*Assignment:*
Report how many lines in the records below contain the word "refused". Give only the number.

*Records for the task:*
____________
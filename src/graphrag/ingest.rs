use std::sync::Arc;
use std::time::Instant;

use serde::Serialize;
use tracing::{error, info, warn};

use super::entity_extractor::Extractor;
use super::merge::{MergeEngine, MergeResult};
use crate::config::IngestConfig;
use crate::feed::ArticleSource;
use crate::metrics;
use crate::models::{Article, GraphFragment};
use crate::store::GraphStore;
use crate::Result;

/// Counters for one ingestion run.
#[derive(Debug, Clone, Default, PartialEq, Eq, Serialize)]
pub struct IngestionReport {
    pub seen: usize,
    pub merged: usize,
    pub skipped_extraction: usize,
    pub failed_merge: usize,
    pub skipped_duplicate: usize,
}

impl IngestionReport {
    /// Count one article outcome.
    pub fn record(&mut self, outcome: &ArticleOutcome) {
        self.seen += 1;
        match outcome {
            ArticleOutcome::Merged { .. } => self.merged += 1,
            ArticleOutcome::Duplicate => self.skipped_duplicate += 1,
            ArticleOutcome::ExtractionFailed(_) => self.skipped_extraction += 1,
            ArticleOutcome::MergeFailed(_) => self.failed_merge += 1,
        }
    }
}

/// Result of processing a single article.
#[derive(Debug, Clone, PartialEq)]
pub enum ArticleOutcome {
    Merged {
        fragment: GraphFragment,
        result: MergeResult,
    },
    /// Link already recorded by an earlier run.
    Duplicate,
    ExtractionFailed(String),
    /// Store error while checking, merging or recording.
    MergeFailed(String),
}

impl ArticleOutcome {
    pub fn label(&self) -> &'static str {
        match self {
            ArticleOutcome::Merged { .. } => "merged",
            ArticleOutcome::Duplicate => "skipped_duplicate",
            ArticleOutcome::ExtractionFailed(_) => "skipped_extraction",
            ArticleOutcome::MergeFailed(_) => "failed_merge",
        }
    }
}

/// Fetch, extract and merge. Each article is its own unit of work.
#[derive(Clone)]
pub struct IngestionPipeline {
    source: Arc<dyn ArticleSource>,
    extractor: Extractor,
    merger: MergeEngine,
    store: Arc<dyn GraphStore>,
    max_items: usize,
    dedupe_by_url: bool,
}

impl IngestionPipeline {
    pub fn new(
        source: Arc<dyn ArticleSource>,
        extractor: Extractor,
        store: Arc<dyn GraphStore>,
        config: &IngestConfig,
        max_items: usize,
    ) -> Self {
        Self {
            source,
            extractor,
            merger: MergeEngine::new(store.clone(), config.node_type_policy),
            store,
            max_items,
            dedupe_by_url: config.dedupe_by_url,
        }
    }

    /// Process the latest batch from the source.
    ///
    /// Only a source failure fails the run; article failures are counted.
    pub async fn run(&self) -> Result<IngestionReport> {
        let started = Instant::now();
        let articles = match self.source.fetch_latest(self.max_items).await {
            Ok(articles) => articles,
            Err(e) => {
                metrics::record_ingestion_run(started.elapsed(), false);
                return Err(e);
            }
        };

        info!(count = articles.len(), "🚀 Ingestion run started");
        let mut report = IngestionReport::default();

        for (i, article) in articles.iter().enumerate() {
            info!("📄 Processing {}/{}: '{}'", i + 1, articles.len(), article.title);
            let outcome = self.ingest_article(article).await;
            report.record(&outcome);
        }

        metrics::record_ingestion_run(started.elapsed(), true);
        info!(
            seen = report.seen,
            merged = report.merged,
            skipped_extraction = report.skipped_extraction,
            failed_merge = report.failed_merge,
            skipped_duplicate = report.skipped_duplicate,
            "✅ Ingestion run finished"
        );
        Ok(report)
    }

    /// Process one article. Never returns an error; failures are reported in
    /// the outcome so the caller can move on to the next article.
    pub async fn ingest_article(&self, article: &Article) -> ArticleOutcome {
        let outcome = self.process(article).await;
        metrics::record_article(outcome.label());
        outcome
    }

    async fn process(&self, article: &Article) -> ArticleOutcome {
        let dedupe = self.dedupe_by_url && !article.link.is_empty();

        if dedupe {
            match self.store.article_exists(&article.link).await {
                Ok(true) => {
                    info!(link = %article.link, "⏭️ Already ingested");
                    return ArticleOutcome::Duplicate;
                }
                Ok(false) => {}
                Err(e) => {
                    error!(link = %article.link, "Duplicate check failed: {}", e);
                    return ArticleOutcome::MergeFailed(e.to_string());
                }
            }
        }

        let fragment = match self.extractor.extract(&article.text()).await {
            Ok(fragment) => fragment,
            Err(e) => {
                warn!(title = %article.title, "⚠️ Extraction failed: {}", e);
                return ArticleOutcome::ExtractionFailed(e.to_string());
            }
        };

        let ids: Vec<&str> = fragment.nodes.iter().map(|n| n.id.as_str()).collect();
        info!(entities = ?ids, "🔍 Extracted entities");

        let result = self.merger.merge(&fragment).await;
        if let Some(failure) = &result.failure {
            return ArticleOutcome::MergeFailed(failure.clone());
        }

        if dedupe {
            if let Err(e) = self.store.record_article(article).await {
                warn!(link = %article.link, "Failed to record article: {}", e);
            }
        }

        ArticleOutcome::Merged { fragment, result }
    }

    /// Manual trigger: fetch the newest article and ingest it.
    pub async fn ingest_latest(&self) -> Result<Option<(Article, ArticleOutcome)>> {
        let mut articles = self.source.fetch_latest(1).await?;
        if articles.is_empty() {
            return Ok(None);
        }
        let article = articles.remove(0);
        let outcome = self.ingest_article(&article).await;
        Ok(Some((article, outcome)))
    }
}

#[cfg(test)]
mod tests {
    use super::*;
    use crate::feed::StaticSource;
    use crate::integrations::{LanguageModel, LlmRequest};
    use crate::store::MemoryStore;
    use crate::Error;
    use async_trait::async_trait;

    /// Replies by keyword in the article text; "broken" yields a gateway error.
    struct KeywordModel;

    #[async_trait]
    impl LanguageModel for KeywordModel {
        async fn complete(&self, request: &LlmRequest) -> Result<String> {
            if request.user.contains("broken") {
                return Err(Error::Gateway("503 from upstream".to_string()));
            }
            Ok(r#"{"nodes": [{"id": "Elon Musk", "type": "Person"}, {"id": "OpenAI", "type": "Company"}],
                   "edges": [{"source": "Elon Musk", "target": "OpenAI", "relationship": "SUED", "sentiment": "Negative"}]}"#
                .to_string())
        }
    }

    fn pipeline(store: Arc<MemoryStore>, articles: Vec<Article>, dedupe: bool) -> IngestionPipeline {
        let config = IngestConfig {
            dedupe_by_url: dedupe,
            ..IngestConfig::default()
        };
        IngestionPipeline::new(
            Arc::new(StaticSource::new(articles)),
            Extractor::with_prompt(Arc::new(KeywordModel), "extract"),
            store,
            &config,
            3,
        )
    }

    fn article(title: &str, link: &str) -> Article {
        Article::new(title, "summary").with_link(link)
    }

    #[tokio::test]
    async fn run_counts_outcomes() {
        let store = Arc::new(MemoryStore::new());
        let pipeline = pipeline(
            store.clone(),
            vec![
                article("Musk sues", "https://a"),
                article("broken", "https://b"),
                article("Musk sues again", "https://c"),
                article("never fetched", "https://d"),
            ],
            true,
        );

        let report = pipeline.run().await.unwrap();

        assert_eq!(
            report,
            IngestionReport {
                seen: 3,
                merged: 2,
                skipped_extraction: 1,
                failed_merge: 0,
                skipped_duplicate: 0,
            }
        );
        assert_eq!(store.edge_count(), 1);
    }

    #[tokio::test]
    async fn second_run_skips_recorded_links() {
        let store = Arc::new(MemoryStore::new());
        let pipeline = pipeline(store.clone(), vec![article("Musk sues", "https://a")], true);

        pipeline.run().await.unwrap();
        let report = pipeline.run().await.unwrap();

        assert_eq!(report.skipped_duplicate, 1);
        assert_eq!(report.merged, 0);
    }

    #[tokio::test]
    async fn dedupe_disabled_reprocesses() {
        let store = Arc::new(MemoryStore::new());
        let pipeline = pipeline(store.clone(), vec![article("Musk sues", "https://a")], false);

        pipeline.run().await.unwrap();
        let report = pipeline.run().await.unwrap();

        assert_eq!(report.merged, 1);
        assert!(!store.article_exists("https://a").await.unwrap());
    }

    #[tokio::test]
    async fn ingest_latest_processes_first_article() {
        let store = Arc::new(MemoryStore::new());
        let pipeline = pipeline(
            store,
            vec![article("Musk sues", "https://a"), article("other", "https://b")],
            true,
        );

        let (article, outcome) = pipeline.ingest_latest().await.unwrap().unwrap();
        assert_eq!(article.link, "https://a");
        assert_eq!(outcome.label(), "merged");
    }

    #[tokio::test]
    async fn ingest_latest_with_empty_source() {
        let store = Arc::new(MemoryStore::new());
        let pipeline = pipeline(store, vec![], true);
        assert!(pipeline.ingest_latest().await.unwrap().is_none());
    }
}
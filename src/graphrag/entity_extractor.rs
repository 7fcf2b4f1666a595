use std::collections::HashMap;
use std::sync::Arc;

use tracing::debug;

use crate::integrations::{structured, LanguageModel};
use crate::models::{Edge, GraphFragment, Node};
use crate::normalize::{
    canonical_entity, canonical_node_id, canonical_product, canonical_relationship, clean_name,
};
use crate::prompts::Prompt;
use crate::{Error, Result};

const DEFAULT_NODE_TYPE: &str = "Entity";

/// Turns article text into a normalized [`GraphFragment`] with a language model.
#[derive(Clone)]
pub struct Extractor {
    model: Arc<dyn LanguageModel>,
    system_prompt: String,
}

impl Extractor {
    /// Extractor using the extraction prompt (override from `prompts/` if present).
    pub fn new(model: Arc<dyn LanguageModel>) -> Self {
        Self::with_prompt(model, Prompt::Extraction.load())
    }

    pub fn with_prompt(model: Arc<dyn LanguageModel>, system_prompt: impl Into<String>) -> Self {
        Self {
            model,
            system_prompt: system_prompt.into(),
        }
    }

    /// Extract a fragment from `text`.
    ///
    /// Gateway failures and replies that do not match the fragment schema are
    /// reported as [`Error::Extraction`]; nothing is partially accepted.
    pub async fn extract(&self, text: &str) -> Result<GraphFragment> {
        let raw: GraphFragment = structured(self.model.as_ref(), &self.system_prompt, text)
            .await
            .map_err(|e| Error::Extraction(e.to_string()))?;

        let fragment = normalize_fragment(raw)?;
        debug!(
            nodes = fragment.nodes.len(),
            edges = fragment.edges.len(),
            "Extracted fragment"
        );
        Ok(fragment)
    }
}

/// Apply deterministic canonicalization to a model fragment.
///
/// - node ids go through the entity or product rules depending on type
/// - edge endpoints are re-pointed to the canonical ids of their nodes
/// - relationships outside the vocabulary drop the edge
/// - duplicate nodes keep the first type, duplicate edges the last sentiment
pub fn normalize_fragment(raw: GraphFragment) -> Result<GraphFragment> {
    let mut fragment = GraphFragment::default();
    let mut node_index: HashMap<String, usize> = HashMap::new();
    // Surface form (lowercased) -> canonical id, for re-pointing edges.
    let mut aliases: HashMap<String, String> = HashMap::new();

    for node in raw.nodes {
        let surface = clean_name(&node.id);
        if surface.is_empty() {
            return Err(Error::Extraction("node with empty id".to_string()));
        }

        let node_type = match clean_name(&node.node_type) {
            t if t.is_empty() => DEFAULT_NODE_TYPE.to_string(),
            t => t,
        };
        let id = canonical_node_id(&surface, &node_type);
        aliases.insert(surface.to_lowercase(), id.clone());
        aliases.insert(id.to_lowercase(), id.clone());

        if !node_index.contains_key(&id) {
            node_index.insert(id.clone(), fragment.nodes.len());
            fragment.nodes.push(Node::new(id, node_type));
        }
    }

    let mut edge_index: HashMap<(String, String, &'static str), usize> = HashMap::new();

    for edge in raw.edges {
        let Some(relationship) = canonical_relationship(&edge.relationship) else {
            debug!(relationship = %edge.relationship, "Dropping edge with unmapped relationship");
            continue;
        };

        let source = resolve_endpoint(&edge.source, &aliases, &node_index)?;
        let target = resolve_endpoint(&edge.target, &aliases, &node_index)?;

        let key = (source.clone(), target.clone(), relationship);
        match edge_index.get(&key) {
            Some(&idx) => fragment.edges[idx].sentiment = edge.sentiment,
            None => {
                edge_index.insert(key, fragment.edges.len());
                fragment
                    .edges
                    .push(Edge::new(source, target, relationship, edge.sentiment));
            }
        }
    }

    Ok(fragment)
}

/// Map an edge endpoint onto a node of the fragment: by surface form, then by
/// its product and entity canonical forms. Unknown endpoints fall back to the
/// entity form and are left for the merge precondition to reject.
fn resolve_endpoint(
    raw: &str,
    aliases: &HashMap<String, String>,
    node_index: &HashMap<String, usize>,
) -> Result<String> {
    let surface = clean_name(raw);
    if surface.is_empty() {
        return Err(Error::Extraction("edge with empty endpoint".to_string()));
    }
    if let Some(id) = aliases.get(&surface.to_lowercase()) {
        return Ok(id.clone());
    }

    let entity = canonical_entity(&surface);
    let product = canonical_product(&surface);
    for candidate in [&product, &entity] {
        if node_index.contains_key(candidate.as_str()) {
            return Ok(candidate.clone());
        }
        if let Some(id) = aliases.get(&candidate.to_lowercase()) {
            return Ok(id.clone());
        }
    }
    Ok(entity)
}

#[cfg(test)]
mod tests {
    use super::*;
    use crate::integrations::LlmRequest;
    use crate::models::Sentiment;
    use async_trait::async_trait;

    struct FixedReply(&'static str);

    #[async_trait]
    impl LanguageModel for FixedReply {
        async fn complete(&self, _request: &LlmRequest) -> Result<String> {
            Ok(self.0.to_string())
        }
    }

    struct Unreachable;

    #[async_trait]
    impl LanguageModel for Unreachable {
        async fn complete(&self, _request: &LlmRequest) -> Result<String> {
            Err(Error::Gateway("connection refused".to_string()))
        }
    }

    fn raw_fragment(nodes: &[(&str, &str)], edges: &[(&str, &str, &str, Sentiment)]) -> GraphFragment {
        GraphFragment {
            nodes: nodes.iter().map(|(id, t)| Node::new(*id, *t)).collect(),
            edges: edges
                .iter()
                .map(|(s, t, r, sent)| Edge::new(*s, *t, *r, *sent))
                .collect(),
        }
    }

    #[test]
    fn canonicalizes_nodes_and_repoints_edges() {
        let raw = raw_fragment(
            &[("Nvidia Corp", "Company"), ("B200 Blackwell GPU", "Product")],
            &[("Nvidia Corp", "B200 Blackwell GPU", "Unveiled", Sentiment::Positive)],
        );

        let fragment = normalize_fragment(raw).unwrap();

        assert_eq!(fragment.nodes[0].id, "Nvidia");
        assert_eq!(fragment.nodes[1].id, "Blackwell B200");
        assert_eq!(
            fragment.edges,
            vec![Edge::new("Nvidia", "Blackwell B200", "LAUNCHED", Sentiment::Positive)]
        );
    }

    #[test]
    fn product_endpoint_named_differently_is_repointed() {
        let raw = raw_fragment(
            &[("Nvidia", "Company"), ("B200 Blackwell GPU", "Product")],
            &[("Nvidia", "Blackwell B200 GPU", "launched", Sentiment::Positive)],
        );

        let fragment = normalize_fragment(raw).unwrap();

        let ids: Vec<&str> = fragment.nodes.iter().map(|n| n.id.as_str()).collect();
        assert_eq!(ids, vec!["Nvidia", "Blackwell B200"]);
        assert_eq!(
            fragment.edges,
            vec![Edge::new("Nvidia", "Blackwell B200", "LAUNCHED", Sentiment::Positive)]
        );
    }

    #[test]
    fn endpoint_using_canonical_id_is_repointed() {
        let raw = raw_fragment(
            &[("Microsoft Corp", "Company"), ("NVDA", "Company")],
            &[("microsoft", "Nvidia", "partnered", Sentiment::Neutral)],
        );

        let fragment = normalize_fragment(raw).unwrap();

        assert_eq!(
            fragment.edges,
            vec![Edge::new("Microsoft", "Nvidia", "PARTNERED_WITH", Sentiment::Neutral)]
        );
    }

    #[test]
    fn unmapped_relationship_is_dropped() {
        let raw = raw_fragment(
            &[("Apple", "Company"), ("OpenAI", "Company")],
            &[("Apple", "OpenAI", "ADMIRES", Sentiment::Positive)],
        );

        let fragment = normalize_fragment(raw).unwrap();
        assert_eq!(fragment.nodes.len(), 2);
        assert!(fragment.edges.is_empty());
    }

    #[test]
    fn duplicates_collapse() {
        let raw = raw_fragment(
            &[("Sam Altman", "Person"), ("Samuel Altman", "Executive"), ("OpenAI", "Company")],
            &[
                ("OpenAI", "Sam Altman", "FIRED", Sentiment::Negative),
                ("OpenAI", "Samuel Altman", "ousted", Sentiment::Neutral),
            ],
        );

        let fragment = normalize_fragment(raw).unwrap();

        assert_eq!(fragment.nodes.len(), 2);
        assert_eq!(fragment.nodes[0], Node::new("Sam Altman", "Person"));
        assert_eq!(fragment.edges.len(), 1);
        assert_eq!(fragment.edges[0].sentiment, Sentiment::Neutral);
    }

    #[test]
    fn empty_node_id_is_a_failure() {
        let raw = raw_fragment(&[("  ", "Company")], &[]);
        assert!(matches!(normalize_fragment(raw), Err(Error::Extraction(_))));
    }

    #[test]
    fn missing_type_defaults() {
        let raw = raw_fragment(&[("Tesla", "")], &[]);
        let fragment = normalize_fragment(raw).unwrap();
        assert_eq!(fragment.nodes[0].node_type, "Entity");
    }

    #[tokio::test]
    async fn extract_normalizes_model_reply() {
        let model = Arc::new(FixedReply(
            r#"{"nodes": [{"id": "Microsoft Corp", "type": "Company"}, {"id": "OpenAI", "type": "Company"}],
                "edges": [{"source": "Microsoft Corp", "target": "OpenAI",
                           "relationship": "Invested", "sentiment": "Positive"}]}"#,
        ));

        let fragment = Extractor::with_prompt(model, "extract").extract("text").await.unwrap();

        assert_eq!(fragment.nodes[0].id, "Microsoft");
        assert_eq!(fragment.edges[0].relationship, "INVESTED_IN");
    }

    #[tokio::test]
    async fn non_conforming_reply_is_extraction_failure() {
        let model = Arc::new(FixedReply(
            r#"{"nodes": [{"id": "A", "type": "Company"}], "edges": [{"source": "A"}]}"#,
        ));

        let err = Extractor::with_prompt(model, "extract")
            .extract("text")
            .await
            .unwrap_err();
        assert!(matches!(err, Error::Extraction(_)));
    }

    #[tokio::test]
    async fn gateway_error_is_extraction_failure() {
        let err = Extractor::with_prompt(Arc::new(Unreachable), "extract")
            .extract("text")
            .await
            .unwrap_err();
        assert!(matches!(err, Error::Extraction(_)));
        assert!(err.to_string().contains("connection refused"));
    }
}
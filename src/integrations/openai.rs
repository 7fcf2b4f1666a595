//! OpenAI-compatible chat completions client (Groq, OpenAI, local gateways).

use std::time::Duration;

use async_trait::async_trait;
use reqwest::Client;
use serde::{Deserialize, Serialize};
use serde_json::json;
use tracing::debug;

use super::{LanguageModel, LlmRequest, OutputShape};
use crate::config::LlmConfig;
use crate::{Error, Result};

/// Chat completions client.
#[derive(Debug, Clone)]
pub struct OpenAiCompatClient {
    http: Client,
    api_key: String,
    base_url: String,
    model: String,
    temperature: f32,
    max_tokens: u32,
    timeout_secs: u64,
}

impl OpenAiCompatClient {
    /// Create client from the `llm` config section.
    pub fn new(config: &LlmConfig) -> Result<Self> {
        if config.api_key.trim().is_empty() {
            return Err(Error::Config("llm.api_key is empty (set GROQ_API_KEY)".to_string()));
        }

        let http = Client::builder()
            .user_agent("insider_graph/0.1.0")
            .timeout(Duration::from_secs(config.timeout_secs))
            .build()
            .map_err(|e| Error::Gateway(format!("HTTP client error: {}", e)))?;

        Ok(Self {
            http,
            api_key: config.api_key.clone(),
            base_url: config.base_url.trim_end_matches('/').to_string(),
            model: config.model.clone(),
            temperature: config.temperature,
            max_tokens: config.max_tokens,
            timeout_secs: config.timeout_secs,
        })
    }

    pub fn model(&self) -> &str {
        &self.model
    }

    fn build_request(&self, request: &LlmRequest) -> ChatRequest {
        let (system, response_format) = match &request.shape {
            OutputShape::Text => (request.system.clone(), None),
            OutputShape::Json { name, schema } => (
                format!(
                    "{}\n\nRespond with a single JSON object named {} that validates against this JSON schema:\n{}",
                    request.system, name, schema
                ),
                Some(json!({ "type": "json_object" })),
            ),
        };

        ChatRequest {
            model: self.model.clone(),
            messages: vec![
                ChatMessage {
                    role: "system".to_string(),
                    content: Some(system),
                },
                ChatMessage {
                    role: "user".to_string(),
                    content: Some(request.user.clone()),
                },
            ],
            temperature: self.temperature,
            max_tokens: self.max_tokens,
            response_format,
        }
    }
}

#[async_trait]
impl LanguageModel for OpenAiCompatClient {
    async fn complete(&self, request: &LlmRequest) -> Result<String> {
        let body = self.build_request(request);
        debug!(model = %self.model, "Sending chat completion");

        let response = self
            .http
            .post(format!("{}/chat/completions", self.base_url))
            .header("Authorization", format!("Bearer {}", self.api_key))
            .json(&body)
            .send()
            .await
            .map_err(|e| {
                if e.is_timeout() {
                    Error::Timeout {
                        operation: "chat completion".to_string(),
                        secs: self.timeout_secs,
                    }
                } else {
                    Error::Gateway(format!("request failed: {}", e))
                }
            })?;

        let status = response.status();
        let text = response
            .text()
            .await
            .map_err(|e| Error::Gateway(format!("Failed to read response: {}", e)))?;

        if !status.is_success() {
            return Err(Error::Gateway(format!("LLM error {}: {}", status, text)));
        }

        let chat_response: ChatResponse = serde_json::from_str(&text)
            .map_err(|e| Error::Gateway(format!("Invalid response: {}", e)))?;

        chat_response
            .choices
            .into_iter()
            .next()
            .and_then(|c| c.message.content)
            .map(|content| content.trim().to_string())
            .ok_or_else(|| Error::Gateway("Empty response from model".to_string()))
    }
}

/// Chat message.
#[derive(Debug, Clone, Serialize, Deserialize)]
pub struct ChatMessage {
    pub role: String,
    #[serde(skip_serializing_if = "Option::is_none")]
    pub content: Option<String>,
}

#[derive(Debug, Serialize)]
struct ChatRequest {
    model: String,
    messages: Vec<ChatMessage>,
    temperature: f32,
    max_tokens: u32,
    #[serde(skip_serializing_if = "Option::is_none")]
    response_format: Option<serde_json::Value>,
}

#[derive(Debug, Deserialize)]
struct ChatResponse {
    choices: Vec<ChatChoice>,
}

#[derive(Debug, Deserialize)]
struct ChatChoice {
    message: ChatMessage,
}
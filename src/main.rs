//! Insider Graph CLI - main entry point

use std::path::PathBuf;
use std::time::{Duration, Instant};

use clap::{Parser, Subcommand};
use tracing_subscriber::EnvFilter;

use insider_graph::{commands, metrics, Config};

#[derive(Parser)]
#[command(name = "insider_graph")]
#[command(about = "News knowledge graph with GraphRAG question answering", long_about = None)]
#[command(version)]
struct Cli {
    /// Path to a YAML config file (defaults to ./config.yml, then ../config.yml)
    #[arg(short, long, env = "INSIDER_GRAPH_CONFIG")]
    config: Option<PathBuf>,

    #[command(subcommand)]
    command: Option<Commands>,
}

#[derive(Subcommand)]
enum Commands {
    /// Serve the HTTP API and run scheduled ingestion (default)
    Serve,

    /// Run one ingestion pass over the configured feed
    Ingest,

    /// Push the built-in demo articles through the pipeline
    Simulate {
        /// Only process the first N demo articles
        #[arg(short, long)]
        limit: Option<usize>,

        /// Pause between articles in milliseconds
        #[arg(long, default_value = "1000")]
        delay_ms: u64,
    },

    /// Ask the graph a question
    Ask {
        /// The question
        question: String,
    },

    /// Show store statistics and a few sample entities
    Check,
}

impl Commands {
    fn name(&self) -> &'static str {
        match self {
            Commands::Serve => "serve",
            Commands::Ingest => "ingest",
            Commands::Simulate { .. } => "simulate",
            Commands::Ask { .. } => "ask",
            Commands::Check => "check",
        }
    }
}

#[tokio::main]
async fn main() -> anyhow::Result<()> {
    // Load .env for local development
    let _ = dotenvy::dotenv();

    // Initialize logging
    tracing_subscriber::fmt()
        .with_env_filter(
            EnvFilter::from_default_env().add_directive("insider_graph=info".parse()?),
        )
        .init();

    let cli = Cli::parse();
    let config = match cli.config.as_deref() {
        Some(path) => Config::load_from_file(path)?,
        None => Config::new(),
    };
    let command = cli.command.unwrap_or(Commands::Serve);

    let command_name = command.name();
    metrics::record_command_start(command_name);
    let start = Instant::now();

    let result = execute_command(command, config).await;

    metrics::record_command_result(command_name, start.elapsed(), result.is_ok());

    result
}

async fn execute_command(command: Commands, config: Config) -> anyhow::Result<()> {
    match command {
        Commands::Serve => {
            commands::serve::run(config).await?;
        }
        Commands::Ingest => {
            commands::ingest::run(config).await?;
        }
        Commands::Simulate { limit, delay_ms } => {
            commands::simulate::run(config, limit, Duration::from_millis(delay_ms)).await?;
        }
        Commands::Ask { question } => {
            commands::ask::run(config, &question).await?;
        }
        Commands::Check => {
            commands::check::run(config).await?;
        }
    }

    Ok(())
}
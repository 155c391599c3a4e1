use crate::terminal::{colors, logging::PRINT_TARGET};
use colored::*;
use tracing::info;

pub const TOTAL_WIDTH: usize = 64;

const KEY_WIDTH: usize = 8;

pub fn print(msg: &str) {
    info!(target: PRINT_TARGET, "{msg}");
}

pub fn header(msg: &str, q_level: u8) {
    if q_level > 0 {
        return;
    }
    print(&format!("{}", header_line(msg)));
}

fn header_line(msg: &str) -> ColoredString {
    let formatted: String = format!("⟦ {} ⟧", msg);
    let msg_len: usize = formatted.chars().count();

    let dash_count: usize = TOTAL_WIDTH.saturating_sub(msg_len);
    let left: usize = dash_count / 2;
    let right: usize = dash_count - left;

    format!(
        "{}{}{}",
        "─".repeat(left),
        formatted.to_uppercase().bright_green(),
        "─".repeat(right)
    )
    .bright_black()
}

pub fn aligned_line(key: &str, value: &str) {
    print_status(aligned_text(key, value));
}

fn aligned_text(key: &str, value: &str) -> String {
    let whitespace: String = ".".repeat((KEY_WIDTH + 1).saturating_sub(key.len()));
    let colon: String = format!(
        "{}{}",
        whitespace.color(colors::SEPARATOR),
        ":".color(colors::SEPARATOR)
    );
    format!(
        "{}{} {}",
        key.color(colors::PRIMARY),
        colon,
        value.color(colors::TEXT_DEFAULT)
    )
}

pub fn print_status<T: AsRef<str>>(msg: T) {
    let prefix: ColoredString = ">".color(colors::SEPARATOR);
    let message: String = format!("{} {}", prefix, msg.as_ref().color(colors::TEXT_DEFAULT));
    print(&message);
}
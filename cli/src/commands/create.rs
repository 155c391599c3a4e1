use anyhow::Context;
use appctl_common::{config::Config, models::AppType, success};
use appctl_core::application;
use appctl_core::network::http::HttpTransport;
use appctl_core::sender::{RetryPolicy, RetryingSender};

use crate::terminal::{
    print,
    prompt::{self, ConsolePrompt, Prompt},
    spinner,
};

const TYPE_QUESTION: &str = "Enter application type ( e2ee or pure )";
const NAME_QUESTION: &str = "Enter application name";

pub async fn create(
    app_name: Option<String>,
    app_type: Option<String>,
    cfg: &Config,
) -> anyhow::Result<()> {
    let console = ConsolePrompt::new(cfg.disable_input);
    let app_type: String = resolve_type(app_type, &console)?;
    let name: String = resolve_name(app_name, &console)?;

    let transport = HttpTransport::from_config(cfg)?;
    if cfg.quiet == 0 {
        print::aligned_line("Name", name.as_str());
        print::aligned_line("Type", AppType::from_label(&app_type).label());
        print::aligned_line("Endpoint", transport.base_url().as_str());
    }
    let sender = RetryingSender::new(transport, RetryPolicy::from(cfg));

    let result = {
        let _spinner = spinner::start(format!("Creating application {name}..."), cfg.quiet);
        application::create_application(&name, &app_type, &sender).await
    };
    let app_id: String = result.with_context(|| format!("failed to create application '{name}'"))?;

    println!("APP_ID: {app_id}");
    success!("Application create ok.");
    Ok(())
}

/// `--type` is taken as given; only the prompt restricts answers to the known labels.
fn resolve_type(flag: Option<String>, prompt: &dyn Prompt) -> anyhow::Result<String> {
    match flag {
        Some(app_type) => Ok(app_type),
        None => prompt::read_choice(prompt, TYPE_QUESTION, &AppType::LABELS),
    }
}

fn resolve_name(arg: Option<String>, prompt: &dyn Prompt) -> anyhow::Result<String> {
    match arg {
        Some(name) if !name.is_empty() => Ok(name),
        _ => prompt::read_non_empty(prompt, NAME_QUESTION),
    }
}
____________
*Exercise response:*
2